A prime example of the practical benefits of executive term limits and the humbling effects thereof:
In the early days of the Covid-19 pandemic, Korea (the first epicenter of the outbreak beyond China) tried to take a relatively measured approach to its restrictions on life and commerce, with the country’s progressive ruling party repeatedly conceding that the government cannot simply curtail all freedoms at random, against the people’s will and rights. As the global response to the pandemic became increasingly draconian and dismissive of all legitimate limits on state authority, however, Korea too became more restrictive, and its restrictions more overtly burdensome and destructive in this society so heavily invested in small, personally-owned businesses of the sort that could not survive two years of “social distancing” rules and public fear.
Over the past several months, however, in response to widespread frustration and a sense of futility and disproportion, Moon Jae-in’s (outgoing) government made a commitment to a new policy dubbed “Living with Covid.” And, most tellingly, the government has stuck to this new, more sensible and liberating approach, recognizing the need to return to life as usual, even as the country has entered by far its biggest wave of the pandemic so far.
After two years as the world’s number one model of universal mask-wearing — almost every single man, woman, and child wears a mask in public here, indoors and outdoors, whether working in groups or walking alone — and the global leader in the privacy-obliterating abomination of “contact tracing,” and with vaccination rates well into the range that we were once told would be needed to achieve herd immunity, Korea at this moment has hundreds of thousands of daily cases (i.e., positive tests), whereas at the previous peaks of the outbreak, even one thousand daily cases was considered extreme and worthy of severe social distancing restrictions on education and work. Let me reiterate this point: Korea, after two years of consistent and universal mask-wearing and increasingly severe social distancing rules, is currently dealing with a case load a hundred times greater than during any previous wave of the pandemic.

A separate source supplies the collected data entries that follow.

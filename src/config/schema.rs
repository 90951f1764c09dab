//! Configuration schema definitions.
//!
//! This module defines the complete configuration structure for the edge
//! service. All types derive Serde traits for deserialization from config
//! files.

use serde::{Deserialize, Serialize};

/// Root configuration for the edge service.
#[derive(Debug, Clone, Deserialize, Serialize, Default)]
#[serde(default)]
pub struct EdgeConfig {
    /// Listener configuration (bind address).
    pub listener: ListenerConfig,

    /// SPA origin the page-rewrite surface forwards to.
    pub upstream: UpstreamConfig,

    /// Remote REST API the dispatchers fetch content from.
    pub api: ApiConfig,

    /// Site identity and default social content.
    pub social: SocialConfig,

    /// Timeout configuration.
    pub timeouts: TimeoutConfig,

    /// Observability settings.
    pub observability: ObservabilityConfig,
}

/// Listener configuration.
#[derive(Debug, Clone, Deserialize, Serialize)]
#[serde(default)]
pub struct ListenerConfig {
    /// Bind address (e.g., "0.0.0.0:8080").
    pub bind_address: String,
}

impl Default for ListenerConfig {
    fn default() -> Self {
        Self {
            bind_address: "0.0.0.0:8080".to_string(),
        }
    }
}

/// SPA origin configuration.
#[derive(Debug, Clone, Deserialize, Serialize)]
#[serde(default)]
pub struct UpstreamConfig {
    /// Origin serving the application shell (scheme + host + port).
    pub origin: String,

    /// Timeout for fetching a page from the origin, in seconds.
    pub timeout_secs: u64,
}

impl Default for UpstreamConfig {
    fn default() -> Self {
        Self {
            origin: "http://127.0.0.1:5173".to_string(),
            timeout_secs: 10,
        }
    }
}

/// Remote API configuration.
#[derive(Debug, Clone, Deserialize, Serialize)]
#[serde(default)]
pub struct ApiConfig {
    /// Base URL of the REST API.
    pub base_url: String,

    /// Per-request timeout in seconds.
    pub timeout_secs: u64,
}

impl Default for ApiConfig {
    fn default() -> Self {
        Self {
            base_url: "https://api.share.example.com".to_string(),
            timeout_secs: 30,
        }
    }
}

/// Site identity and the fixed default social content every failed lookup
/// degrades to.
#[derive(Debug, Clone, Deserialize, Serialize)]
#[serde(default)]
pub struct SocialConfig {
    /// Site name used as the title suffix (e.g. "Share").
    pub site_name: String,

    /// Public base URL of the site (no trailing slash).
    pub site_url: String,

    /// Default page title.
    pub default_title: String,

    /// Default page description.
    pub default_description: String,

    /// Default preview image URL.
    pub default_image_url: String,
}

impl Default for SocialConfig {
    fn default() -> Self {
        Self {
            site_name: "Share".to_string(),
            site_url: "https://share.example.com".to_string(),
            default_title: "Share".to_string(),
            default_description: "Explore, read docs about, and share libraries".to_string(),
            default_image_url: "https://share.example.com/static/share-social.png".to_string(),
        }
    }
}

impl SocialConfig {
    /// Host portion of the site URL, for display on cards.
    pub fn site_host(&self) -> String {
        url::Url::parse(&self.site_url)
            .ok()
            .and_then(|u| u.host_str().map(str::to_string))
            .unwrap_or_else(|| self.site_url.clone())
    }
}

/// Timeout configuration for inbound requests.
#[derive(Debug, Clone, Deserialize, Serialize)]
#[serde(default)]
pub struct TimeoutConfig {
    /// Request timeout (total time for request/response) in seconds.
    pub request_secs: u64,
}

impl Default for TimeoutConfig {
    fn default() -> Self {
        Self { request_secs: 30 }
    }
}

/// Observability configuration.
#[derive(Debug, Clone, Deserialize, Serialize)]
#[serde(default)]
pub struct ObservabilityConfig {
    /// Log level (trace, debug, info, warn, error).
    pub log_level: String,

    /// Enable metrics endpoint.
    pub metrics_enabled: bool,

    /// Metrics endpoint bind address.
    pub metrics_address: String,
}

impl Default for ObservabilityConfig {
    fn default() -> Self {
        Self {
            log_level: "info".to_string(),
            metrics_enabled: false,
            metrics_address: "0.0.0.0:9090".to_string(),
        }
    }
}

The lesson here, tacitly admitted by the Korean government, unlike any other government I know in the advanced world, is that all these restrictions and assaults on liberty over the past two years, in the name of “public health,” were a failure. It didn’t work. And admitting that (without openly saying it, of course — no government will ever say such a thing openly), the Korean government has made the choice that only a government humbled by its constitutional limits would make: They have rejected the knee-jerk inclination to revive the draconian social distancing measures and lockdowns, and insisted on forging ahead with the reality of “living with Covid,” in spite of the unprecedentedly large number of cases. In other words, the government has quietly accepted that government, even with the most compliant population, cannot make every problem disappear, and should therefore stop trying.
It is a minor miracle in the contemporary history of world government: an acknowledgment of non-omnipotence, and an expression of willingness to adjust a failed public policy in the direction of voluntary action and personal responsibility, rather than in the direction of greater state controls and more paternalistic coercion. In the late modern world, even the smallest step in the right direction — the direction of political moderation and rationality — must be clung to as a glimmer of hope that humanity is not quite completely lost yet. Close, but not quite.